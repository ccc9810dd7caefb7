//! CSV tables of parsed report rows.
//!
//! Every table starts with its header, even when no rows follow. Fields that
//! contain a comma, quote, or line break are quoted with `""` escaping.

use std::path::{Path, PathBuf};

use crate::report::{ConversationRow, RtpStreamRow};

/// A row with a fixed CSV column layout.
pub trait TabularRow: Sized {
    /// Column names, written as the first line of every table.
    const HEADER: &'static [&'static str];

    /// Field values in `HEADER` order.
    fn to_record(&self) -> Vec<String>;

    /// Rebuild a row from a record already checked to have `HEADER.len()` fields.
    fn from_record(record: &[String]) -> Result<Self, String>;
}

impl TabularRow for ConversationRow {
    const HEADER: &'static [&'static str] = &[
        "Address_A",
        "Address_B",
        "Frames-A_B",
        "Bytes-A_B",
        "Frames-B_A",
        "Bytes-B_A",
        "Total_Frames",
        "Total_Bytes",
        "Start",
        "Duration",
    ];

    fn to_record(&self) -> Vec<String> {
        vec![
            self.address_a.clone(),
            self.address_b.clone(),
            self.frames_a_to_b.to_string(),
            self.bytes_a_to_b.to_string(),
            self.frames_b_to_a.to_string(),
            self.bytes_b_to_a.to_string(),
            self.total_frames.to_string(),
            self.total_bytes.to_string(),
            self.start.to_string(),
            self.duration.to_string(),
        ]
    }

    fn from_record(r: &[String]) -> Result<Self, String> {
        Ok(ConversationRow {
            address_a: r[0].clone(),
            address_b: r[1].clone(),
            frames_a_to_b: column(r, Self::HEADER, 2)?,
            bytes_a_to_b: column(r, Self::HEADER, 3)?,
            frames_b_to_a: column(r, Self::HEADER, 4)?,
            bytes_b_to_a: column(r, Self::HEADER, 5)?,
            total_frames: column(r, Self::HEADER, 6)?,
            total_bytes: column(r, Self::HEADER, 7)?,
            start: column(r, Self::HEADER, 8)?,
            duration: column(r, Self::HEADER, 9)?,
        })
    }
}

impl TabularRow for RtpStreamRow {
    // The capture tool labels both port columns `Port`.
    const HEADER: &'static [&'static str] = &[
        "Start",
        "End",
        "Src_IP",
        "Port",
        "Dest_IP",
        "Port",
        "SSRC",
        "Payload",
        "Pkts",
        "Lost",
        "Lost_Percent",
        "Min_Delta(ms)",
        "Mean_Delta(ms)",
        "Max_Delta(ms)",
        "Min_Jitter(ms)",
        "Mean_Jitter(ms)",
        "Max_Jitter(ms)",
        "Problems",
    ];

    fn to_record(&self) -> Vec<String> {
        vec![
            self.start.to_string(),
            self.end.to_string(),
            self.src_ip.clone(),
            self.src_port.to_string(),
            self.dest_ip.clone(),
            self.dest_port.to_string(),
            self.ssrc.clone(),
            self.payload_type.clone(),
            self.packet_count.to_string(),
            self.lost_count.to_string(),
            self.lost_percent.clone(),
            self.min_delta_ms.to_string(),
            self.mean_delta_ms.to_string(),
            self.max_delta_ms.to_string(),
            self.min_jitter_ms.to_string(),
            self.mean_jitter_ms.to_string(),
            self.max_jitter_ms.to_string(),
            self.problems.clone(),
        ]
    }

    fn from_record(r: &[String]) -> Result<Self, String> {
        Ok(RtpStreamRow {
            start: column(r, Self::HEADER, 0)?,
            end: column(r, Self::HEADER, 1)?,
            src_ip: r[2].clone(),
            src_port: column(r, Self::HEADER, 3)?,
            dest_ip: r[4].clone(),
            dest_port: column(r, Self::HEADER, 5)?,
            ssrc: r[6].clone(),
            payload_type: r[7].clone(),
            packet_count: column(r, Self::HEADER, 8)?,
            lost_count: column(r, Self::HEADER, 9)?,
            lost_percent: r[10].clone(),
            min_delta_ms: column(r, Self::HEADER, 11)?,
            mean_delta_ms: column(r, Self::HEADER, 12)?,
            max_delta_ms: column(r, Self::HEADER, 13)?,
            min_jitter_ms: column(r, Self::HEADER, 14)?,
            mean_jitter_ms: column(r, Self::HEADER, 15)?,
            max_jitter_ms: column(r, Self::HEADER, 16)?,
            problems: r[17].clone(),
        })
    }
}

fn column<T: std::str::FromStr>(record: &[String], header: &[&str], index: usize) -> Result<T, String> {
    record[index]
        .parse()
        .map_err(|_| format!("invalid {} value \"{}\"", header[index], record[index]))
}

/// Render rows as CSV text, header first.
pub fn to_csv<R: TabularRow>(rows: &[R]) -> String {
    let mut out = String::new();
    push_record(&mut out, R::HEADER.iter().copied());
    for row in rows {
        let record = row.to_record();
        push_record(&mut out, record.iter().map(String::as_str));
    }
    out
}

fn push_record<'a>(out: &mut String, fields: impl Iterator<Item = &'a str>) {
    for (i, f) in fields.enumerate() {
        if i > 0 {
            out.push(',');
        }
        if f.contains([',', '"', '\n', '\r']) {
            out.push('"');
            out.push_str(&f.replace('"', "\"\""));
            out.push('"');
        } else {
            out.push_str(f);
        }
    }
    out.push_str("\r\n");
}

/// Write a table atomically: temp file in the same directory, then rename.
pub fn write_table<R: TabularRow>(path: &Path, rows: &[R]) -> Result<(), TableError> {
    let csv = to_csv(rows);
    let dir = path.parent().unwrap_or(Path::new("."));
    let name = path
        .file_name()
        .map(|n| n.to_string_lossy().into_owned())
        .unwrap_or_default();
    let tmp_path = dir.join(format!(".{name}.tmp.{}", std::process::id()));

    std::fs::write(&tmp_path, csv.as_bytes()).map_err(|e| TableError::Write {
        path: tmp_path.clone(),
        source: e,
    })?;
    std::fs::rename(&tmp_path, path).map_err(|e| TableError::Write {
        path: path.to_path_buf(),
        source: e,
    })?;
    Ok(())
}

/// Parse CSV text produced by [`to_csv`] back into rows.
pub fn from_csv<R: TabularRow>(text: &str) -> Result<Vec<R>, TableError> {
    let mut records = split_records(text).map_err(|reason| TableError::Record {
        path: PathBuf::new(),
        record: 0,
        reason,
    })?;
    if records.is_empty() {
        return Err(TableError::Header {
            path: PathBuf::new(),
            found: Vec::new(),
        });
    }

    let header = records.remove(0);
    if header.len() != R::HEADER.len() || header.iter().zip(R::HEADER).any(|(a, b)| a != b) {
        return Err(TableError::Header {
            path: PathBuf::new(),
            found: header,
        });
    }

    records
        .iter()
        .enumerate()
        .map(|(i, record)| {
            parse_record(record).map_err(|reason| TableError::Record {
                path: PathBuf::new(),
                record: i + 1,
                reason,
            })
        })
        .collect()
}

fn parse_record<R: TabularRow>(record: &[String]) -> Result<R, String> {
    if record.len() != R::HEADER.len() {
        return Err(format!(
            "expected {} fields, found {}",
            R::HEADER.len(),
            record.len()
        ));
    }
    R::from_record(record)
}

/// Read a table written by [`write_table`].
pub fn read_table<R: TabularRow>(path: &Path) -> Result<Vec<R>, TableError> {
    let text = std::fs::read_to_string(path).map_err(|e| TableError::Read {
        path: path.to_path_buf(),
        source: e,
    })?;
    from_csv(&text).map_err(|e| e.with_path(path))
}

/// Split CSV text into records, honouring quoted fields.
fn split_records(text: &str) -> Result<Vec<Vec<String>>, String> {
    let mut records = Vec::new();
    let mut record = Vec::new();
    let mut field = String::new();
    let mut in_quotes = false;
    let mut chars = text.chars().peekable();

    while let Some(c) = chars.next() {
        if in_quotes {
            match c {
                '"' if chars.peek() == Some(&'"') => {
                    chars.next();
                    field.push('"');
                }
                '"' => in_quotes = false,
                _ => field.push(c),
            }
            continue;
        }
        match c {
            '"' if field.is_empty() => in_quotes = true,
            ',' => record.push(std::mem::take(&mut field)),
            '\r' if chars.peek() == Some(&'\n') => {}
            '\n' => {
                record.push(std::mem::take(&mut field));
                records.push(std::mem::take(&mut record));
            }
            _ => field.push(c),
        }
    }

    if in_quotes {
        return Err("unterminated quoted field".to_string());
    }
    if !field.is_empty() || !record.is_empty() {
        record.push(field);
        records.push(record);
    }
    Ok(records)
}

#[derive(Debug)]
pub enum TableError {
    Read {
        path: PathBuf,
        source: std::io::Error,
    },
    Write {
        path: PathBuf,
        source: std::io::Error,
    },
    Header {
        path: PathBuf,
        found: Vec<String>,
    },
    Record {
        path: PathBuf,
        record: usize,
        reason: String,
    },
}

impl TableError {
    fn with_path(self, p: &Path) -> Self {
        match self {
            TableError::Header { found, .. } => TableError::Header {
                path: p.to_path_buf(),
                found,
            },
            TableError::Record { record, reason, .. } => TableError::Record {
                path: p.to_path_buf(),
                record,
                reason,
            },
            other => other,
        }
    }
}

impl std::fmt::Display for TableError {
    fn fmt(&self, f: &mut std::fmt::Formatter<'_>) -> std::fmt::Result {
        match self {
            TableError::Read { path, source } => {
                write!(f, "failed to read {}: {source}", path.display())
            }
            TableError::Write { path, source } => {
                write!(f, "failed to write {}: {source}", path.display())
            }
            TableError::Header { path, found } => write!(
                f,
                "{}: unexpected header [{}]",
                path.display(),
                found.join(",")
            ),
            TableError::Record {
                path,
                record,
                reason,
            } => write!(f, "{}: record {record}: {reason}", path.display()),
        }
    }
}

impl std::error::Error for TableError {
    fn source(&self) -> Option<&(dyn std::error::Error + 'static)> {
        match self {
            TableError::Read { source, .. } | TableError::Write { source, .. } => Some(source),
            _ => None,
        }
    }
}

● ● ●

### TASK TO COMPLETE:
Set down exactly the lines that begin the records and continue through the line bearing "CSV column layout."; include both ends.

### SOLUTION:
repository ccc9810dd7caefb7
//! CSV tables of parsed report rows.
//!
//! Every table starts with its header, even when no rows follow. Fields that
//! contain a comma, quote, or line break are quoted with `""` escaping.

use std::path::{Path, PathBuf};

use crate::report::{ConversationRow, RtpStreamRow};

/// A row with a fixed CSV column layout.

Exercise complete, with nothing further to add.